Leo Prunneau has a long history with General Motors.


Leo had a long and influential career with General Motors in the United States, Vauxhall and Holden before he retired to rural Victoria.

He was on the team that shaped the first Chevrolet Camaro.

He styled the HD Holden and the 1964 Opel Kapitan.

Leo was then asked to develop the styling themes for what would become the 1968 HK Holden range.

After that he penned the HB Vauxhall Viva, which became Holden’s Torana and moved to Vauxhall as its assistant design director.

After six years at Vauxhall, General Motors sent him to Australia in 1969 and he was appointed Holden’s design boss in 1974.

He did the facelifts of the HQ Holden and Monaro, shaped the LH Torana sedan and hatchback, recast the Opel Rekord into the first Commodore and took GM’s global J Car design and turned it into the award-winning Camira.

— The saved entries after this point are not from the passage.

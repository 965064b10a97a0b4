//! Color palettes and CSS color parsing.
//!
//! Palette cycling is a plain function of `(index, palette)`; there is no
//! shared cursor, so two charts can never disturb each other's colors.

use indexmap::IndexMap;

use crate::render::Color;

/// Default categorical palette used when a configuration supplies none.
pub const DEFAULT_PALETTE: [&str; 10] = [
    "#3b82f6", "#10b981", "#f59e0b", "#ef4444", "#8b5cf6", "#06b6d4", "#ec4899", "#84cc16",
    "#f97316", "#6366f1",
];

const FALLBACK_COLOR: Color = Color::rgb(0.4, 0.4, 0.4);

/// Color for series/category `index`, cycling through `colors`.
///
/// Falls back to `DEFAULT_PALETTE` when `colors` is absent or empty, and to
/// the default entry at the same index when a configured color does not parse.
#[must_use]
pub fn palette_color(index: usize, colors: Option<&[String]>) -> Color {
    if let Some(colors) = colors.filter(|colors| !colors.is_empty()) {
        if let Some(color) = parse_css_color(&colors[index % colors.len()]) {
            return color;
        }
    }
    parse_css_color(DEFAULT_PALETTE[index % DEFAULT_PALETTE.len()]).unwrap_or(FALLBACK_COLOR)
}

/// Stable category -> palette color mapping.
///
/// Keys get palette slots in first-seen order, so the same category keeps its
/// color across the legend and every mark of one chart.
#[derive(Debug, Clone, Default)]
pub struct OrdinalScale {
    slots: IndexMap<String, usize>,
    colors: Option<Vec<String>>,
}

impl OrdinalScale {
    #[must_use]
    pub fn new(colors: Option<&[String]>) -> Self {
        Self {
            slots: IndexMap::new(),
            colors: colors.map(<[String]>::to_vec),
        }
    }

    /// Pre-registers `keys` in order.
    #[must_use]
    pub fn with_domain<'a>(mut self, keys: impl IntoIterator<Item = &'a str>) -> Self {
        for key in keys {
            self.slot(key);
        }
        self
    }

    fn slot(&mut self, key: &str) -> usize {
        let next = self.slots.len();
        *self.slots.entry(key.to_owned()).or_insert(next)
    }

    pub fn color(&mut self, key: &str) -> Color {
        let slot = self.slot(key);
        palette_color(slot, self.colors.as_deref())
    }

    #[must_use]
    pub fn len(&self) -> usize {
        self.slots.len()
    }

    #[must_use]
    pub fn is_empty(&self) -> bool {
        self.slots.is_empty()
    }
}

/// Parses `#rgb`, `#rrggbb`, `#rrggbbaa`, `rgb(..)`, `rgba(..)` and a few named colors.
#[must_use]
pub fn parse_css_color(input: &str) -> Option<Color> {
    let text = input.trim().to_ascii_lowercase();
    if let Some(hex) = text.strip_prefix('#') {
        return parse_hex(hex);
    }
    if let Some(body) = text
        .strip_prefix("rgba(")
        .or_else(|| text.strip_prefix("rgb("))
        .and_then(|rest| rest.strip_suffix(')'))
    {
        return parse_rgb_function(body);
    }
    named_color(&text)
}

fn parse_hex(hex: &str) -> Option<Color> {
    if !hex.is_ascii() {
        return None;
    }
    let channel = |slice: &str| u8::from_str_radix(slice, 16).ok();
    match hex.len() {
        3 => {
            let mut expanded = String::with_capacity(6);
            for ch in hex.chars() {
                expanded.push(ch);
                expanded.push(ch);
            }
            parse_hex(&expanded)
        }
        6 => Some(Color::from_rgb8(
            channel(&hex[0..2])?,
            channel(&hex[2..4])?,
            channel(&hex[4..6])?,
        )),
        8 => Some(
            Color::from_rgb8(
                channel(&hex[0..2])?,
                channel(&hex[2..4])?,
                channel(&hex[4..6])?,
            )
            .with_alpha(f64::from(channel(&hex[6..8])?) / 255.0),
        ),
        _ => None,
    }
}

fn parse_rgb_function(body: &str) -> Option<Color> {
    let parts: Vec<&str> = body.split(',').map(str::trim).collect();
    if parts.len() != 3 && parts.len() != 4 {
        return None;
    }
    let channel = |part: &str| -> Option<f64> {
        let value: f64 = part.parse().ok()?;
        (0.0..=255.0).contains(&value).then_some(value / 255.0)
    };
    let alpha = match parts.get(3) {
        Some(part) => {
            let value: f64 = part.parse().ok()?;
            (0.0..=1.0).contains(&value).then_some(value)?
        }
        None => 1.0,
    };
    Some(Color::rgba(
        channel(parts[0])?,
        channel(parts[1])?,
        channel(parts[2])?,
        alpha,
    ))
}

fn named_color(name: &str) -> Option<Color> {
    let hex = match name {
        "black" => "000000",
        "white" => "ffffff",
        "red" => "ff0000",
        "green" => "008000",
        "blue" => "0000ff",
        "yellow" => "ffff00",
        "cyan" => "00ffff",
        "magenta" => "ff00ff",
        "orange" => "ffa500",
        "gray" | "grey" => "808080",
        "transparent" => return Some(Color::rgba(0.0, 0.0, 0.0, 0.0)),
        _ => return None,
    };
    parse_hex(hex)
}

#[cfg(test)]
mod tests {
    use super::{DEFAULT_PALETTE, OrdinalScale, palette_color, parse_css_color};

    #[test]
    fn palette_cycles_without_state() {
        let colors = vec!["#ff0000".to_owned(), "#00ff00".to_owned()];
        assert_eq!(
            palette_color(2, Some(colors.as_slice())),
            palette_color(0, Some(colors.as_slice()))
        );
        assert_eq!(palette_color(1, Some(colors.as_slice())).to_hex(), "#00ff00");
        assert_eq!(
            palette_color(DEFAULT_PALETTE.len(), None),
            palette_color(0, None)
        );
    }

    #[test]
    fn parses_common_css_forms() {
        assert_eq!(parse_css_color("#abc").expect("short").to_hex(), "#aabbcc");
        assert_eq!(
            parse_css_color("rgb(255, 0, 0)").expect("rgb").to_hex(),
            "#ff0000"
        );
        let translucent = parse_css_color("rgba(0,0,255,0.5)").expect("rgba");
        assert!((translucent.alpha - 0.5).abs() < 1e-12);
        assert!(parse_css_color("not-a-color").is_none());
    }

    #[test]
    fn ordinal_scale_keeps_first_seen_slots() {
        let mut scale = OrdinalScale::new(None).with_domain(["b", "a"]);
        let a = scale.color("a");
        assert_eq!(a, palette_color(1, None));
        assert_eq!(scale.color("c"), palette_color(2, None));
        assert_eq!(scale.color("a"), a);
        assert_eq!(scale.len(), 3);
    }
}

“The basics of the J Car were done at Opel and Chevrolet,” he said.

“GM then gave the package to Pontiac, Cadillac, Holden, Vauxhall and Isuzu in Japan to implement”.

First released in 1982, the Camira replaced the Torana which Leo had designed.

Leo’s team also developed a station wagon version which incorporated the rear bumper bar in the tail gate.

It allowed for a very low load height.

This innovative design was then exported to other GM operations.

“GM did not believe it could be done, but we showed them,” Leo said proudly.

The name “Camira” comes from an Aboriginal word meaning “wind.”

Camira was produced from 1982 until 1989. After production wound up in August, 1989, Holden replaced the Camira with the Apollo, a rebadged Toyota Camry.

More than 3 million variants were produced, in 1.6-, 1.8- and 2.0-litre configuration. 1.8- and 2.0-litre versions were fuel injected.

David Burrell is the editor of retroautos


CHECKOUT: Why is the Holden Camira shunned by collectors?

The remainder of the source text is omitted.